Дом Жени – царство книг. Их так много, что целой жизни не хватит, чтобы все прочитать. Радуюсь, замечая среди плотного ряда обложек знакомые, из детства. Мама, убежденная в том, что любой человек имеет право на личное пространство, никогда не торопила нас с пробуждением. «Оставь ребенка наедине со своими мыслями, пусть он побудет с собой», – говорила она. Я помню долгие и счастливые воскресные утра, когда можно было подолгу лежать в постели, прислушиваясь к звукам просыпающегося родного городка, и наблюдать сквозь сомкнутые ресницы корешки книг на полках и комнатную обстановку. Собрание сочинений Салтыкова-Щедрина, Гоголя, Достоевского. Стопки «Иностранки» и «Невы». Толстенные альбомы музеев – Дрезденского и Британского, Эрмитажа и Третьяковки. Миниатюры Тороса Рослина. «Рассвет» Николая Рериха – отныне и навсегда, отмечая удивительный сине-голубой оттенок гор, я буду называть его рериховским. Дом Жени оборачивается воздушным мостиком, по которому я прокрадываюсь в свое прошлое и, обернувшись маленькой девочкой, сквозь неплотно сомкнутые ресницы наблюдаю мир.

– Завтрак! – зовет Женя, возвращая меня в сегодняшний день. – Нужно было улететь из Москвы в Сан-Франциско, чтобы на миг оказаться в детстве, – признаюсь ей. Над изящно сервированным столом струятся четыре облачка пара. По две чашки кофе каждой, чтоб по второму кругу не заваривать. Потом мы долго гуляем по городу. Возле «Ситибанка» нас приветствует здоровенный бездомный афроамериканец.

– Мэм, дайте немного денег – и я буду вашим дефендером, – сообщает он густым певучим басом. Я протягиваю ему купюру.

– Ты ему целый доллар дала? – вздергивает брови Женя. – Ну все, теперь он будет твоим пожизненным дефендером!

130-я Вест-Портал-авеню, завернуть за угол, пройти пять шагов. Там и увидите моего персонального защитника.

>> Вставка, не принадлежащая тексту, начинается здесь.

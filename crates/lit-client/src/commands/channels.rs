//! Payment channel commands.

use super::types::{
    ChanArgs, ChannelInfo, ChannelListReply, ChannelState, FundArgs, JusticeTx, NoArgs, PushArgs,
    PushReply, StateDumpReply, StatusReply,
};
use super::{BREAK_CHANNEL, CHANNEL_LIST, CLOSE_CHANNEL, FUND_CHANNEL, PUSH, STATE_DUMP};
use crate::bytes::{STATE_DATA_LEN, pad_to, to_hex};
use crate::client::LitClient;
use crate::errors::{ClientError, Result};
use crate::transport::RpcTransport;
use crate::validate::ReplyCheck;

impl From<JusticeTx> for ChannelState {
    fn from(tx: JusticeTx) -> Self {
        let hex = |bytes: Option<Vec<u8>>| to_hex(bytes.as_deref().unwrap_or_default());
        Self {
            signature_hex: hex(tx.sig),
            txid_hex: hex(tx.txid),
            amount: tx.amt,
            data_hex: hex(tx.data),
            pkh_hex: hex(tx.pkh),
            index: tx.idx,
        }
    }
}

impl<T: RpcTransport> LitClient<T> {
    /// All channels, open and closed.
    pub async fn list_channels(&self) -> Result<Vec<ChannelInfo>> {
        let reply: ChannelListReply = self
            .request(CHANNEL_LIST, &NoArgs {}, ReplyCheck::Field("Channels"))
            .await?;
        Ok(reply.channels.unwrap_or_default())
    }

    /// Open a channel with `peer` funded with `amount` satoshi, pushing
    /// `initial_send` to the peer right away. `data` is attached to the
    /// initial state.
    pub async fn fund_channel(
        &self,
        peer: u32,
        coin_type: u32,
        amount: i64,
        initial_send: i64,
        data: &[u8],
    ) -> Result<()> {
        let args = FundArgs {
            peer,
            coin_type,
            capacity: amount,
            roundup: 0,
            initial_send,
            data: pad_to(data, STATE_DATA_LEN),
        };
        let _: StatusReply = self
            .request(FUND_CHANNEL, &args, ReplyCheck::StatusPrefix("funded channel"))
            .await?;
        Ok(())
    }

    /// Every stored state of every channel.
    pub async fn state_dump(&self) -> Result<Vec<ChannelState>> {
        let reply: StateDumpReply = self
            .request(STATE_DUMP, &NoArgs {}, ReplyCheck::Field("Txs"))
            .await?;
        Ok(reply
            .txs
            .unwrap_or_default()
            .into_iter()
            .map(ChannelState::from)
            .collect())
    }

    /// Push `amount` satoshi through `channel`. Returns the new state index.
    pub async fn push(&self, channel: u32, amount: i64, data: &[u8]) -> Result<u64> {
        let args = PushArgs {
            chan_idx: channel,
            amt: amount,
            data: pad_to(data, STATE_DATA_LEN),
        };
        let reply: PushReply = self.request(PUSH, &args, ReplyCheck::Field("StateIndex")).await?;
        reply
            .state_index
            .ok_or_else(|| ClientError::UnexpectedReply("StateIndex is null".into()))
    }

    /// Close `channel` cooperatively, returning its funds to the wallet.
    pub async fn close_channel(&self, channel: u32) -> Result<()> {
        let _: StatusReply = self
            .request(
                CLOSE_CHANNEL,
                &ChanArgs { chan_idx: channel },
                ReplyCheck::StatusPrefix("OK closed"),
            )
            .await?;
        Ok(())
    }

    /// Close `channel` unilaterally.
    pub async fn break_channel(&self, channel: u32) -> Result<()> {
        let _: StatusReply = self
            .request(
                BREAK_CHANNEL,
                &ChanArgs { chan_idx: channel },
                ReplyCheck::StatusEquals(""),
            )
            .await?;
        Ok(())
    }
}
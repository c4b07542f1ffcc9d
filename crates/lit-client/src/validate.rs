//! Per-command reply checks.
//!
//! The node signals success in several ad-hoc ways: the presence of a reply
//! field, a `Success` flag, or a human-readable `Status` string with a known
//! prefix. Each command names the convention it relies on with a
//! [`ReplyCheck`], keeping those literals out of the transport.

use serde_json::Value;

use crate::errors::{ClientError, Result};

/// How a command decides whether the node's reply means success.
#[derive(Clone, Copy, Debug, PartialEq, Eq)]
pub enum ReplyCheck {
    /// Accept any reply.
    Any,
    /// The reply object must contain this field (null is allowed).
    Field(&'static str),
    /// The reply object must contain every one of these fields.
    Fields(&'static [&'static str]),
    /// `Status` must be a string starting with this prefix.
    StatusPrefix(&'static str),
    /// `Status` must be exactly this string.
    StatusEquals(&'static str),
    /// `Success` must be present and `true`.
    Success,
}

impl ReplyCheck {
    /// Apply the check to a raw reply.
    pub fn check(self, reply: &Value) -> Result<()> {
        match self {
            Self::Any => Ok(()),
            Self::Field(name) => {
                if reply.get(name).is_some() {
                    Ok(())
                } else {
                    Err(unexpected(reply))
                }
            }
            Self::Fields(names) => {
                if names.iter().all(|name| reply.get(name).is_some()) {
                    Ok(())
                } else {
                    Err(unexpected(reply))
                }
            }
            Self::StatusPrefix(prefix) => match status(reply) {
                Some(text) if text.starts_with(prefix) => Ok(()),
                other => Err(unexpected_status(other)),
            },
            Self::StatusEquals(expected) => match status(reply) {
                Some(text) if text == expected => Ok(()),
                other => Err(unexpected_status(other)),
            },
            Self::Success => match reply.get("Success").and_then(Value::as_bool) {
                Some(true) => Ok(()),
                Some(false) => Err(ClientError::Rejected(reply.to_string())),
                None => Err(unexpected(reply)),
            },
        }
    }
}

fn status(reply: &Value) -> Option<&str> {
    reply.get("Status").and_then(Value::as_str)
}

fn unexpected(reply: &Value) -> ClientError {
    ClientError::UnexpectedReply(reply.to_string())
}

fn unexpected_status(status: Option<&str>) -> ClientError {
    ClientError::UnexpectedReply(status.unwrap_or("undefined").to_owned())
}

// ─────────────────────────────────────────────────────────────────────────────
// Tests
// ─────────────────────────────────────────────────────────────────────────────
//! Client settings types.

use std::time::Duration;

use lit_core::{DEFAULT_LISTEN_PORT, DEFAULT_RPC_HOST, DEFAULT_RPC_PORT, RPC_PATH};
use serde::{Deserialize, Serialize};

use crate::errors::{Result, SettingsError};

/// Where and how to reach the node's RPC endpoint.
#[derive(Clone, Debug, PartialEq, Eq, Serialize, Deserialize)]
#[serde(rename_all = "camelCase", default)]
pub struct ClientSettings {
    /// RPC host.
    pub host: String,
    /// RPC port.
    pub port: u16,
    /// Port the node should listen on for peers when none is given.
    pub listen_port: u16,
    /// Per-request timeout in milliseconds. `None` waits as long as the
    /// connection stays up.
    pub request_timeout_ms: Option<u64>,
    /// Handshake timeout in milliseconds.
    pub connect_timeout_ms: u64,
    /// Capacity of the queue between callers and the dispatch task.
    pub command_queue: usize,
}

impl Default for ClientSettings {
    fn default() -> Self {
        Self {
            host: DEFAULT_RPC_HOST.to_string(),
            port: DEFAULT_RPC_PORT,
            listen_port: DEFAULT_LISTEN_PORT,
            request_timeout_ms: None,
            connect_timeout_ms: 10_000,
            command_queue: 64,
        }
    }
}

impl ClientSettings {
    /// Settings for a specific host and port, everything else default.
    pub fn for_endpoint(host: impl Into<String>, port: u16) -> Self {
        Self {
            host: host.into(),
            port,
            ..Self::default()
        }
    }

    /// WebSocket URL of the RPC endpoint.
    pub fn ws_url(&self) -> String {
        format!("ws://{}:{}{RPC_PATH}", self.host, self.port)
    }

    /// Request timeout as a [`Duration`], if configured.
    pub fn request_timeout(&self) -> Option<Duration> {
        self.request_timeout_ms.map(Duration::from_millis)
    }

    /// Handshake timeout as a [`Duration`].
    pub fn connect_timeout(&self) -> Duration {
        Duration::from_millis(self.connect_timeout_ms)
    }

    /// Reject values the client cannot work with.
    pub fn validate(&self) -> Result<()> {
        if self.host.trim().is_empty() {
            return Err(SettingsError::InvalidValue("host must not be empty".into()));
        }
        if self.port == 0 {
            return Err(SettingsError::InvalidValue("port must be non-zero".into()));
        }
        if self.listen_port == 0 {
            return Err(SettingsError::InvalidValue(
                "listenPort must be non-zero".into(),
            ));
        }
        if self.request_timeout_ms == Some(0) {
            return Err(SettingsError::InvalidValue(
                "requestTimeoutMs must be positive or null".into(),
            ));
        }
        if self.command_queue == 0 {
            return Err(SettingsError::InvalidValue(
                "commandQueue must be non-zero".into(),
            ));
        }
        Ok(())
    }
}

// ─────────────────────────────────────────────────────────────────────────────
// Tests
// ─────────────────────────────────────────────────────────────────────────────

В итальянском квартале туман внезапно расступается, и солнце заливает улицы ярким, почти средиземноморским светом. Мужчины здесь все как один смахивают на Дэнни Айелло – мимикой, характерным прищуром, вальяжными жестами. Сидят на стульях, выставленных на краю тротуаров, сложив на животе руки, обсуждают что-то свое, сугубо итальянское. Мимо течет строгая река женщин. Выскакивают из воды серебристой рыбешкой шумные глазастые дети. У входа в цветочный магазинчик застыла целующаяся пара: высокая, худенькая светловолосая девочка и юноша, ощутимо ниже ее ростом. Он трогательно привстал на цыпочки, она немного наклонилась, чтобы ему легче было ее целовать. Итальянский мир всюду и навсегда звучит «Амаркордом» Феллини. В этом мире и я когда-то жила. Или, может быть, буду.

Бостон


Утро в Бостоне начинается громко: моя племянница Эва, доедая овсянку, страстно скребет ложкой по дну тарелки.

– Привет, ягодка! – выползаю к ней я.

– Привет, огуречик! – с готовностью отзывается она и, чуть помедлив, поясняет: – Ай мин кукюмбер!